COMMENTARY The dark side of our illegal immigration By Victor Davis Hanson |
In the dark of these rural spring mornings, I see full vans of Mexican laborers speeding by my farmhouse on their way to the western side of California's San Joaquin Valley to do the backbreaking work of weeding cotton, thinning tree fruit and picking strawberries.
In the other direction, even earlier-morning crews drive into town — industrious roofers, cement layers and framers heading to a nearby new housing tract. While most of us are still asleep, thousands of these hardworking young men and women in the American Southwest rise with the sun to provide the sort of unmatched labor at the sort of wages that their eager employers insist they cannot find among citizens.
But just when one thinks that illegal immigration is an efficient win-win way of providing excellent workers to needy businesses, there are also daily warnings that there is something terribly wrong with a system predicated on a cynical violation of the law.

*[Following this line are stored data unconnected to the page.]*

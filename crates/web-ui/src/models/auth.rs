//! Authentication and session models

use serde::{Deserialize, Serialize};

/// Role attached to a logged-in account
#[derive(Serialize, Deserialize, Clone, Debug, PartialEq, Eq)]
#[serde(from = "String", into = "String")]
pub enum UserRole {
    Customer,
    HotelAdmin,
    HotelSuperAdmin,
    Admin,
    Other(String),
}

impl UserRole {
    pub fn as_str(&self) -> &str {
        match self {
            UserRole::Customer => "customer",
            UserRole::HotelAdmin => "hotel_admin",
            UserRole::HotelSuperAdmin => "hotel_super_admin",
            UserRole::Admin => "admin",
            UserRole::Other(raw) => raw,
        }
    }

    /// Roles that manage a hotel's back office
    pub fn is_hotel_staff(&self) -> bool {
        matches!(self, UserRole::HotelAdmin | UserRole::HotelSuperAdmin)
    }
}

impl From<String> for UserRole {
    fn from(value: String) -> Self {
        match value.as_str() {
            "customer" | "user" => UserRole::Customer,
            "hotel_admin" => UserRole::HotelAdmin,
            "hotel_super_admin" => UserRole::HotelSuperAdmin,
            "admin" => UserRole::Admin,
            _ => UserRole::Other(value),
        }
    }
}

impl From<UserRole> for String {
    fn from(role: UserRole) -> Self {
        role.as_str().to_string()
    }
}

/// User object persisted next to the token after login
#[derive(Serialize, Deserialize, Clone, Debug, PartialEq)]
pub struct SessionUser {
    pub id: i64,
    #[serde(default, alias = "full_name")]
    pub name: String,
    pub email: String,
    pub role: UserRole,
    #[serde(default)]
    pub hotel_id: Option<i64>,
}

/// Login request
#[derive(Serialize, Deserialize, Clone, Debug)]
pub struct LoginRequest {
    pub email: String,
    pub password: String,
}

/// Login response
#[derive(Serialize, Deserialize, Clone, Debug)]
pub struct LoginResponse {
    pub token: String,
    pub user: SessionUser,
}

/// Why a guarded page refused to render
#[derive(Clone, Debug, PartialEq, Eq)]
pub enum AccessDenied {
    /// No token or user in the session
    NotLoggedIn,
    /// Logged in, but with a role the page does not accept
    InsufficientRole,
}

impl AccessDenied {
    /// Path the operator is sent to
    pub fn redirect_path(&self) -> &'static str {
        match self {
            AccessDenied::NotLoggedIn => "/login",
            AccessDenied::InsufficientRole => "/",
        }
    }
}

#[cfg(test)]
mod tests {
    use super::*;

    #[test]
    fn test_session_user_decoding() {
        let user: SessionUser = serde_json::from_value(serde_json::json!({
            "id": 12,
            "full_name": "Sari Wijaya",
            "email": "sari@hotel.id",
            "role": "hotel_super_admin",
            "hotel_id": 4
        }))
        .unwrap();

        assert_eq!(user.name, "Sari Wijaya");
        assert_eq!(user.role, UserRole::HotelSuperAdmin);
        assert!(user.role.is_hotel_staff());
        assert_eq!(user.hotel_id, Some(4));
    }

    #[test]
    fn test_role_round_trip_keeps_unknown_values() {
        let role = UserRole::from("auditor".to_string());
        assert_eq!(role, UserRole::Other("auditor".to_string()));
        assert!(!role.is_hotel_staff());
        assert_eq!(String::from(role), "auditor");
    }

    #[test]
    fn test_access_denied_redirects() {
        assert_eq!(AccessDenied::NotLoggedIn.redirect_path(), "/login");
        assert_eq!(AccessDenied::InsufficientRole.redirect_path(), "/");
    }
}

Three days ago, as I watched the daily early-morning caravan go by, I heard a horrendous explosion. Not far my home, one of these vans had crossed the white line down the middle of the road and hit a pickup truck head-on. Perhaps the van had blown a bald tire. Perhaps the driver was intoxicated. Or perhaps he had no experience driving an overloaded minivan at high speed in the dark of early morning.
We will probably never know — since the driver ran away from the carnage of the accident. That often happens when an illegal immigrant who survives an accident has no insurance or driver's license. But he did leave in his wake his three dead passengers. Eight more people were injured. Both cars were totaled. Traffic was rerouted around the wreckage for hours.
Ambulances, fire trucks and patrol cars lined the nearby intersection. That accident alone must have imparted untold suffering for dozens of family members, as well as cost the state thousands of dollars.
Such mayhem is no longer an uncommon occurrence here. I have had four cars slam into our roadside property, with the drivers running off, leaving behind damaged vines and trees, and wrecked cars with phony licenses and no record of insurance. I have been broadsided by an undocumented driver, who ran a stop sign and then tried to run from our collision.
These are the inevitable but usually unmentioned symptoms of illegal immigration. After all, the unexpected can often happen when tens of thousands of young males from Mexico arrive in a strange country, mostly alone, without English or legality — an estimated 60 percent of them without a high school degree and most obligated to send nearly half of their hard-won checks back to kin in Mexico.
Many Americans — perhaps out of understandable and well-meant empathy for the dispossessed who toil so hard for so little — support this present open system of non-borders. But I find nothing liberal about it.
Zealots may chant ÁSi, se puede! all they want. And the libertarian right may dress up the need for cheap labor as a desire to remain globally competitive. But neither can disguise a cynicism about illegal immigration, one that serves to prop up a venal Mexican government, undercut the wages of our own poor and create a new apartheid of millions of aliens in our shadows.
We have the entered a new world of immigration without precedent. This current crisis is unlike the great waves of 19th-century immigration that brought thousands of Irish, Eastern Europeans and Asians to the United States. Most immigrants in the past came legally. Few could return easily across an ocean to home. Arrivals from, say, Ireland or China could not embrace the myth that our borders had crossed them rather than vice versa.
Today, almost a third of all foreign-born persons in the United States are here illegally, making up 3 percent to 4 percent of the American population. It is estimated that the U.S. is home to 11 million or 12 million illegal immigrants, whose constantly refreshed numbers ensure there is always a perpetual class of unassimilated recent illegal arrivals. Indeed, almost one-tenth of Mexico's population currently lives here illegally.
But the real problem is that we, the hosts, are also different from our predecessors. Today we ask too little of too many of our immigrants. We apparently don't care whether they come legally or learn English — or how they fare when they're not at work. Nor do we ask all of them to accept the brutal bargain of an American melting pot that rapidly absorbs the culture of an immigrant in exchange for the benefits of citizenship.
Instead, we are happy enough that most labor vans of hardworking helots stay on the road in the early-morning hours, out of sight and out of mind. Sometimes, though, they tragically do not.